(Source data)
###

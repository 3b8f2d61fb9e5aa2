//! Instance identifier grammar, exercised as a parametrized table rather
//! than one function per case.

use proxy::InstanceId;
use rstest::rstest;

#[rstest]
#[case("projects/p/locations/r/clusters/c/instances/i")]
#[case("projects/my-project/locations/us-central1/clusters/main/instances/primary")]
#[case("projects/legacy:proj/locations/r/clusters/c/instances/i")]
fn accepts_well_formed_identifiers(#[case] input: &str) {
    assert!(InstanceId::parse(input).is_ok(), "expected {input:?} to parse");
}

#[rstest]
#[case("projects/p/locations/r/clusters/c/instances/")]
#[case("projects//locations/r/clusters/c/instances/i")]
#[case("projects/p/locations/r/clusters/c")]
#[case("projects/p/locations//clusters/c/instances/i")]
#[case("not-even-close")]
#[case("")]
#[case("projects/p/locations/r/clusters/c/instances/i/extra")]
fn rejects_malformed_identifiers(#[case] input: &str) {
    assert!(InstanceId::parse(input).is_err(), "expected {input:?} to be rejected");
}

#[rstest]
#[case("proj.region.clust.inst")]
#[case("a.b.c.d")]
#[case("legacy_proj.region.clust.inst")]
fn short_form_accepts_four_nonempty_segments(#[case] input: &str) {
    assert!(
        InstanceId::from_short_form(input).is_ok(),
        "expected {input:?} to parse as a short form"
    );
}

#[rstest]
#[case(".region.clust.inst")]
#[case("proj..clust.inst")]
#[case("proj.region.clust.")]
#[case("proj.region.clust")]
fn short_form_rejects_empty_segments_and_leading_dot(#[case] input: &str) {
    assert!(
        InstanceId::from_short_form(input).is_err(),
        "expected {input:?} to be rejected"
    );
}

#[rstest]
#[case(
    "projects/proj/locations/region/clusters/clust/instances/inst",
    "proj.region.clust.inst"
)]
#[case(
    "projects/my:legacy/locations/region/clusters/clust/instances/inst",
    "my_legacy.region.clust.inst"
)]
fn full_and_short_forms_correspond(#[case] full: &str, #[case] expected_short: &str) {
    let id = InstanceId::parse(full).unwrap();
    assert_eq!(id.short_form(), expected_short);
    assert_eq!(InstanceId::from_short_form(expected_short).unwrap(), id);
}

###

Filter the records, keeping only lines that contain "full", and show those lines.

fn full_and_short_forms_correspond(#[case] full: &str, #[case] expected_short: &str) {
    let id = InstanceId::parse(full).unwrap();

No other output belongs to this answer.